#### Exercise:
Reproduce each line of the entries that carries "result".

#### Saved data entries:
******

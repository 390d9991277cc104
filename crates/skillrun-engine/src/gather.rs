//! Auto-gather command execution.
//!
//! Gather failures are soft: a command that exits non-zero, times out, or
//! cannot be spawned leaves the input unresolved and lets the resolver move
//! on to its next rule. Commands like `git diff --cached` legitimately
//! produce empty output, and a broken gather command on an optional input
//! must not sink the whole invocation.

use std::path::Path;
use std::process::Stdio;
use std::time::Duration;
use tracing::{debug, warn};

/// Run one auto-gather command for the named input. Returns the command's
/// stdout (one trailing newline trimmed) on a zero exit status, `None`
/// otherwise. `timeout_secs == 0` disables the timeout.
pub(crate) async fn gather(
    input: &str,
    command: &str,
    cwd: &Path,
    timeout_secs: u64,
) -> Option<String> {
    debug!(input, command, "auto-gathering input");

    let mut cmd = tokio::process::Command::new("sh");
    cmd.arg("-c")
        .arg(command)
        .current_dir(cwd)
        // Null stdin so interactive commands fail fast instead of hanging.
        .stdin(Stdio::null());

    let result = if timeout_secs == 0 {
        cmd.output().await
    } else {
        match tokio::time::timeout(Duration::from_secs(timeout_secs), cmd.output()).await {
            Ok(result) => result,
            Err(_) => {
                warn!(input, command, timeout_secs, "gather command timed out, input unresolved");
                return None;
            }
        }
    };

    let output = match result {
        Ok(output) => output,
        Err(e) => {
            warn!(input, command, error = %e, "failed to run gather command, input unresolved");
            return None;
        }
    };

    if !output.status.success() {
        warn!(
            input,
            command,
            exit_code = output.status.code().unwrap_or(-1),
            "gather command failed, input unresolved"
        );
        return None;
    }

    let stdout = String::from_utf8_lossy(&output.stdout);
    let trimmed = stdout.strip_suffix('\n').unwrap_or(&stdout);
    let trimmed = trimmed.strip_suffix('\r').unwrap_or(trimmed);
    Some(trimmed.to_string())
}

#[cfg(test)]
mod tests {
    use super::*;
    use std::path::PathBuf;

    fn cwd() -> PathBuf {
        std::env::temp_dir()
    }

    #[tokio::test]
    async fn captures_stdout_and_trims_trailing_newline() {
        let out = gather("x", "echo hello", &cwd(), 10).await;
        assert_eq!(out.as_deref(), Some("hello"));
    }

    #[tokio::test]
    async fn successful_empty_output_is_empty_string_not_none() {
        let out = gather("x", "true", &cwd(), 10).await;
        assert_eq!(out.as_deref(), Some(""));
    }

    #[tokio::test]
    async fn nonzero_exit_is_unresolved() {
        assert!(gather("x", "false", &cwd(), 10).await.is_none());
    }

    #[tokio::test]
    async fn timeout_is_unresolved() {
        assert!(gather("x", "sleep 5", &cwd(), 1).await.is_none());
    }

    #[tokio::test]
    async fn runs_in_the_given_working_directory() {
        let dir = tempfile::tempdir().unwrap();
        std::fs::write(dir.path().join("marker.txt"), "found").unwrap();
        let out = gather("x", "cat marker.txt", dir.path(), 10).await;
        assert_eq!(out.as_deref(), Some("found"));
    }

    #[tokio::test]
    async fn only_one_trailing_newline_is_trimmed() {
        let out = gather("x", "printf 'a\\n\\n'", &cwd(), 10).await;
        assert_eq!(out.as_deref(), Some("a\n"));
    }
}
//! # skillrun-cli
//!
//! Command-line interface for the skill runner.
//!
//! ## Commands
//!
//! - `skillrun run <name>` — Resolve inputs, render the prompt, call the model
//! - `skillrun list` — List discoverable skills across search roots
//! - `skillrun show <name>` — Inspect a skill without running it
//! - `skillrun create <name>` — Scaffold a new SKILL.md in the project root
//! - `skillrun serve` — Run the tool-protocol server over stdio
//! - `skillrun config` — Show the effective configuration

pub mod commands;

pub use commands::Cli;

******

#### Written reply:
    let result = if timeout_secs == 0 {
            Ok(result) => result,
    let output = match result {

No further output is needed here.